_Instructions for the task_
In the records that follow, find the line with "let mut enhanced = edges.clone();"; from there, retype every line exactly through the line with "Set pixels within", which also belongs to the answer.

Data items:

>>>>

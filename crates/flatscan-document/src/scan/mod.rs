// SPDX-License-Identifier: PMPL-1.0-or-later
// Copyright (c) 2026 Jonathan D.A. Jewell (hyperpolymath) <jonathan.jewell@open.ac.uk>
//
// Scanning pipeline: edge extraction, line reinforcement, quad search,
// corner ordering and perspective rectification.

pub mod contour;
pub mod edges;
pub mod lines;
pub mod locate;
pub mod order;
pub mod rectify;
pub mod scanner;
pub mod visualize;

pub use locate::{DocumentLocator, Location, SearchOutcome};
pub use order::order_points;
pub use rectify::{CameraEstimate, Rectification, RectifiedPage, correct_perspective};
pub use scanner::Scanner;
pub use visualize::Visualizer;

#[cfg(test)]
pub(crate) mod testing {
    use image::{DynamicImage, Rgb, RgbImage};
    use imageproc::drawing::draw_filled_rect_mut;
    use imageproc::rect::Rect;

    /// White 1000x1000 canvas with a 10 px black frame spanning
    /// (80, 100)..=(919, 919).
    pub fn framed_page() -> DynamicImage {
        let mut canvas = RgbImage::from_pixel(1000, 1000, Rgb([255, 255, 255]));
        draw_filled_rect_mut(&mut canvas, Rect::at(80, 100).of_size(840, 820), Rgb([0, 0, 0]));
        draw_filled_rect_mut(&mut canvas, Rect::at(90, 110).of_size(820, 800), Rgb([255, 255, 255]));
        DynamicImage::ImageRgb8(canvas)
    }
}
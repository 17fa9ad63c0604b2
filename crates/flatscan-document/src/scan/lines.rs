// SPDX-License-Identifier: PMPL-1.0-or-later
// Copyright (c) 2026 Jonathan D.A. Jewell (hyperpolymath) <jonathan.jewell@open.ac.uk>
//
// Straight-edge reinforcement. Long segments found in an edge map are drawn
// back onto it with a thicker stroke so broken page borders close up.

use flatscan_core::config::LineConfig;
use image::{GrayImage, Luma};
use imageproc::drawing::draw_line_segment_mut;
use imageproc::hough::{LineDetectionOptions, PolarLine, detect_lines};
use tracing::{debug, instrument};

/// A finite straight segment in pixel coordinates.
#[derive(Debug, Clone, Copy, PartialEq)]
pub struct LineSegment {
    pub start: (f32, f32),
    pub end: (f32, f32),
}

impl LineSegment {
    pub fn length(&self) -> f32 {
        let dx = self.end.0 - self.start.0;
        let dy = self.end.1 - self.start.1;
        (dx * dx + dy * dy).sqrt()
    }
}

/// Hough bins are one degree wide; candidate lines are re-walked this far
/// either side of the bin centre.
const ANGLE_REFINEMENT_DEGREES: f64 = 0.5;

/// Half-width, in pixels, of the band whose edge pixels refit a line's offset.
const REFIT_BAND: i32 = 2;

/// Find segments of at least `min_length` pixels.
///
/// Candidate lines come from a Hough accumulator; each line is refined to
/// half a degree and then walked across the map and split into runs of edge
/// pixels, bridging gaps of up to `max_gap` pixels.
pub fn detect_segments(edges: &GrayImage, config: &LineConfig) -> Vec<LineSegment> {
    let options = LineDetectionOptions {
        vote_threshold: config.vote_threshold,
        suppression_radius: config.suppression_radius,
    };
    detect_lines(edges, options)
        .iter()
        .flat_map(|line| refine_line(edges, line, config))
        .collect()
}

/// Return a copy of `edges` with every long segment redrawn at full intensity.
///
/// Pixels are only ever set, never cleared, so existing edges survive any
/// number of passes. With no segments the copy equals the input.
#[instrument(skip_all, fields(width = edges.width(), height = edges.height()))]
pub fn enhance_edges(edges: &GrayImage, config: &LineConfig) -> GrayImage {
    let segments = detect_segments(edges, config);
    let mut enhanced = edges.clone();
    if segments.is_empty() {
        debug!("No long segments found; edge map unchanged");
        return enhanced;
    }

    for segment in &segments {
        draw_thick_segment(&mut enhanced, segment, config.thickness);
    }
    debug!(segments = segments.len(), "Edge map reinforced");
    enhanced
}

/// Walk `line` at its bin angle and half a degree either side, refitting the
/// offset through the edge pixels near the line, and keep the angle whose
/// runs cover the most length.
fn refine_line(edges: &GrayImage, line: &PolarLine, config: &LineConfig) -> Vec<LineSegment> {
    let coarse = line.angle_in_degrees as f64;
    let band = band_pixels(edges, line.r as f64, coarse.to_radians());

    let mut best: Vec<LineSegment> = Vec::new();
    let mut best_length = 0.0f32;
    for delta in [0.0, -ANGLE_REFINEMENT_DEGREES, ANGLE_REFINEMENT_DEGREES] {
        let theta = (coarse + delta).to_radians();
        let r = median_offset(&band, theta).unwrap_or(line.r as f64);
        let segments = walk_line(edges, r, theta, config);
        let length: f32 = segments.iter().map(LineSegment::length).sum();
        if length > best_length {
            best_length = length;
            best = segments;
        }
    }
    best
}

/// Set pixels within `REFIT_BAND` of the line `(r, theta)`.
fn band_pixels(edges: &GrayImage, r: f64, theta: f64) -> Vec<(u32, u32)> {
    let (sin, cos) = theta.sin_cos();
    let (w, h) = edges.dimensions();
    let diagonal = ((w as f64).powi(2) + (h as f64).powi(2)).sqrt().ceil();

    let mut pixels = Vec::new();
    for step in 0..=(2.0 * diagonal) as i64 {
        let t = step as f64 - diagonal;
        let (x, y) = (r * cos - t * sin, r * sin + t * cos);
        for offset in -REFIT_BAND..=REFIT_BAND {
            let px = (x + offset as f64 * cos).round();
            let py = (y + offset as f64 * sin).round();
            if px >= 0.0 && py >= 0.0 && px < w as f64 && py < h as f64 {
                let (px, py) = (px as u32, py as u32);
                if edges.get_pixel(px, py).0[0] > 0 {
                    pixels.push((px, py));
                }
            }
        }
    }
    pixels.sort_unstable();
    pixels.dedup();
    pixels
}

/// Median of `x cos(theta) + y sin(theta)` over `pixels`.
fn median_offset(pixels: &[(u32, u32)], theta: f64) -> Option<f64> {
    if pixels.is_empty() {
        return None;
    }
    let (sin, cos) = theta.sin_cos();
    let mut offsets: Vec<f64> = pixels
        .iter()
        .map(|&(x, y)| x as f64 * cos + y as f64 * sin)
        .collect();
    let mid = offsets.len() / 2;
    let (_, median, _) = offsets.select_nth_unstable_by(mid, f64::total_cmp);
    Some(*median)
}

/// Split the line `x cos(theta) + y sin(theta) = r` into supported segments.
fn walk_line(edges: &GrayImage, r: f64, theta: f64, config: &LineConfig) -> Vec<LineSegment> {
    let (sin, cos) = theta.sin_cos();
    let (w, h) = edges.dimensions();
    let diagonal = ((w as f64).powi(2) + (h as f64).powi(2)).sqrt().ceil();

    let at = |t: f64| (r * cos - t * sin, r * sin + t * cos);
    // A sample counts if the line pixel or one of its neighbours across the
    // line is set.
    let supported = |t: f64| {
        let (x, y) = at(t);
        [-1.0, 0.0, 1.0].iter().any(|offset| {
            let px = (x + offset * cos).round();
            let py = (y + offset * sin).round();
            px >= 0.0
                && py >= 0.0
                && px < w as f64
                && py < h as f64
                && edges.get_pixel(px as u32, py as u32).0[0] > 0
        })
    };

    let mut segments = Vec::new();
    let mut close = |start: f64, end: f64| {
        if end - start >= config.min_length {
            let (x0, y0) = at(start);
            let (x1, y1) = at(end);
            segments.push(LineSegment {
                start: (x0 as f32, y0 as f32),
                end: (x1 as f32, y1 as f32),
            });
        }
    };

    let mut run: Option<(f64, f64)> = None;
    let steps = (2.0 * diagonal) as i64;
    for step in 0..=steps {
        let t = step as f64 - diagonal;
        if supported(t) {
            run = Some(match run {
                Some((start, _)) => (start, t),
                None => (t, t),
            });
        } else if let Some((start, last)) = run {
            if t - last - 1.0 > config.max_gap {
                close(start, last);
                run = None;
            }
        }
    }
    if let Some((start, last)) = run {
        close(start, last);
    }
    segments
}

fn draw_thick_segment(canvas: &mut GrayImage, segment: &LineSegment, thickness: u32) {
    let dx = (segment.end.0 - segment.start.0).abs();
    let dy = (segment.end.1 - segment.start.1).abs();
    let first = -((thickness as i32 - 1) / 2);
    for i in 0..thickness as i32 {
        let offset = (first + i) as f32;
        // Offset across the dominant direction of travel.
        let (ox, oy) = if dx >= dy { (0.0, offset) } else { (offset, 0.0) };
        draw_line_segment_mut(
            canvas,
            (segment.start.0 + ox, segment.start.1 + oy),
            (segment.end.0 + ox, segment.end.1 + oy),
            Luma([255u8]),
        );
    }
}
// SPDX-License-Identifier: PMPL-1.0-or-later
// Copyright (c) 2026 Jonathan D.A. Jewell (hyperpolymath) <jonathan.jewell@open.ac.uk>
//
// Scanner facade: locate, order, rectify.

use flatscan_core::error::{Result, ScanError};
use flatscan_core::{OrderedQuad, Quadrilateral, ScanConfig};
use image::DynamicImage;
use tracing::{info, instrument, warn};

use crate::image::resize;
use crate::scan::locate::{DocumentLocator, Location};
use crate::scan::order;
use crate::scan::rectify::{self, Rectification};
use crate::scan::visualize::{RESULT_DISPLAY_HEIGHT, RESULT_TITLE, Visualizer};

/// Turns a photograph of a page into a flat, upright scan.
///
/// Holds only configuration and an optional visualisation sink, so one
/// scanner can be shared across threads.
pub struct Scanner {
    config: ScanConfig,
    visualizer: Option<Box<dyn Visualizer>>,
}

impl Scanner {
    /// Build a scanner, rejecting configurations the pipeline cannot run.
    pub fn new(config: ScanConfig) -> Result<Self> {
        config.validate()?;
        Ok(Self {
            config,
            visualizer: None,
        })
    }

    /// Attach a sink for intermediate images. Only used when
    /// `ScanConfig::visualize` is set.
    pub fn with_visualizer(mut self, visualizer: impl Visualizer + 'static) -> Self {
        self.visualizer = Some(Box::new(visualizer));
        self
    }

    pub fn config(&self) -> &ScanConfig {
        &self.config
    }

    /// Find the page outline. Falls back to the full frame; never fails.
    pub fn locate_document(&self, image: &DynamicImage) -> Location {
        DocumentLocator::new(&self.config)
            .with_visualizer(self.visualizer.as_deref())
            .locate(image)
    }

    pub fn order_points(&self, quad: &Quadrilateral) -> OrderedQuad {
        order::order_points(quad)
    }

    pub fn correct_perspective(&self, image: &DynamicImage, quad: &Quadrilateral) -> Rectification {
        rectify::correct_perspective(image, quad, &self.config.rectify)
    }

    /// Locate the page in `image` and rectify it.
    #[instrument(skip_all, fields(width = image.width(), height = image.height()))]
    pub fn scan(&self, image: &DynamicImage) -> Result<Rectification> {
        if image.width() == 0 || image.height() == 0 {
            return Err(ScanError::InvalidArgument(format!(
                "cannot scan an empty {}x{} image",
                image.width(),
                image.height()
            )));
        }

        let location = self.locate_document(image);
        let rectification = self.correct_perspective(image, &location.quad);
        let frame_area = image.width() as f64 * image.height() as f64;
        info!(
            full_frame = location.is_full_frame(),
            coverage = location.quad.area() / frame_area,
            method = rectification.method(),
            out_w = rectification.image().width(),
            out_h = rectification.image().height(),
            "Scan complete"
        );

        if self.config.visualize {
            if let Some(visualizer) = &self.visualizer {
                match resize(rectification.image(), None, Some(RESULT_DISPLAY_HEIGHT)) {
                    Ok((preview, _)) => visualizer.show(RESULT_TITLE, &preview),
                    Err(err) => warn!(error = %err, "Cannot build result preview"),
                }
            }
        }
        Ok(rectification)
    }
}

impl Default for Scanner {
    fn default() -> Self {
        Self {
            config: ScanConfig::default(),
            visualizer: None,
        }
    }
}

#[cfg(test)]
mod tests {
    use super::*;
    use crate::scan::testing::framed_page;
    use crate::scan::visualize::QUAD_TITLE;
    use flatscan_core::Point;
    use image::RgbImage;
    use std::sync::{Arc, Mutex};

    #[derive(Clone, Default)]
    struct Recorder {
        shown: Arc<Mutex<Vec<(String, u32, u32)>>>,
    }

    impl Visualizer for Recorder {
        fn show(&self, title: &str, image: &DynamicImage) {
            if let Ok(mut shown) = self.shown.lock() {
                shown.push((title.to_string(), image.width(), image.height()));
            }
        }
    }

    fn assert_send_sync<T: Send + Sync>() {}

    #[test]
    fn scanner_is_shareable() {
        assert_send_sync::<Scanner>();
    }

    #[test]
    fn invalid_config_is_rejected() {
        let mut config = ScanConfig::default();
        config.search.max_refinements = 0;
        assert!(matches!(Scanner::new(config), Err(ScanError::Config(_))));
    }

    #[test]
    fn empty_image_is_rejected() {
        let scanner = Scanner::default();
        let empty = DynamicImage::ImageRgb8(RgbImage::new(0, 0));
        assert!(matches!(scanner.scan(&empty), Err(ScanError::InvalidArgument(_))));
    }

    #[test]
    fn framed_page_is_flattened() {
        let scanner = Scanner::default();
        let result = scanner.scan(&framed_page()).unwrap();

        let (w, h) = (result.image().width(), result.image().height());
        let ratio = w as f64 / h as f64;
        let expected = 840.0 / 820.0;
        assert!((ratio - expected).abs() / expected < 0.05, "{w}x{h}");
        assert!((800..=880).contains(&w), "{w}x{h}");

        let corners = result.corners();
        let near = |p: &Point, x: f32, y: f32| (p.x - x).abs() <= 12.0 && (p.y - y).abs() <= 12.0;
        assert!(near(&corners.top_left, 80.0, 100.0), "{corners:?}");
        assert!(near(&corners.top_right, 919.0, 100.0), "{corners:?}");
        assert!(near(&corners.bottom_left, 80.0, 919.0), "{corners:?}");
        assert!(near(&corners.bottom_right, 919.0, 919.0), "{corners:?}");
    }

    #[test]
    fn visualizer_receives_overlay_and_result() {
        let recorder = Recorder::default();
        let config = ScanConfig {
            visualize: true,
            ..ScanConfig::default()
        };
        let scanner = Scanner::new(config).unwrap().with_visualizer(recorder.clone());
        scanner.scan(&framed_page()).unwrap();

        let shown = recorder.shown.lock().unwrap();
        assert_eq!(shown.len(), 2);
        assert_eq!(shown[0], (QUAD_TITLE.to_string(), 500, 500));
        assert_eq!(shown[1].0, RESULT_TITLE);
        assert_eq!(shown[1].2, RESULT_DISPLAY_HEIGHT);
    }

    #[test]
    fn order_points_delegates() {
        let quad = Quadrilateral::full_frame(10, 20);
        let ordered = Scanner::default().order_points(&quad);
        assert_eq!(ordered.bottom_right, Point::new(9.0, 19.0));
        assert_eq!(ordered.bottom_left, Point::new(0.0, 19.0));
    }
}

<<<<

_Output for this task_
    let mut enhanced = edges.clone();
    if segments.is_empty() {
        debug!("No long segments found; edge map unchanged");
        return enhanced;
    }

    for segment in &segments {
        draw_thick_segment(&mut enhanced, segment, config.thickness);
    }
    debug!(segments = segments.len(), "Edge map reinforced");
    enhanced
}

/// Walk `line` at its bin angle and half a degree either side, refitting the
/// offset through the edge pixels near the line, and keep the angle whose
/// runs cover the most length.
fn refine_line(edges: &GrayImage, line: &PolarLine, config: &LineConfig) -> Vec<LineSegment> {
    let coarse = line.angle_in_degrees as f64;
    let band = band_pixels(edges, line.r as f64, coarse.to_radians());

    let mut best: Vec<LineSegment> = Vec::new();
    let mut best_length = 0.0f32;
    for delta in [0.0, -ANGLE_REFINEMENT_DEGREES, ANGLE_REFINEMENT_DEGREES] {
        let theta = (coarse + delta).to_radians();
        let r = median_offset(&band, theta).unwrap_or(line.r as f64);
        let segments = walk_line(edges, r, theta, config);
        let length: f32 = segments.iter().map(LineSegment::length).sum();
        if length > best_length {
            best_length = length;
            best = segments;
        }
    }
    best
}

/// Set pixels within `REFIT_BAND` of the line `(r, theta)`.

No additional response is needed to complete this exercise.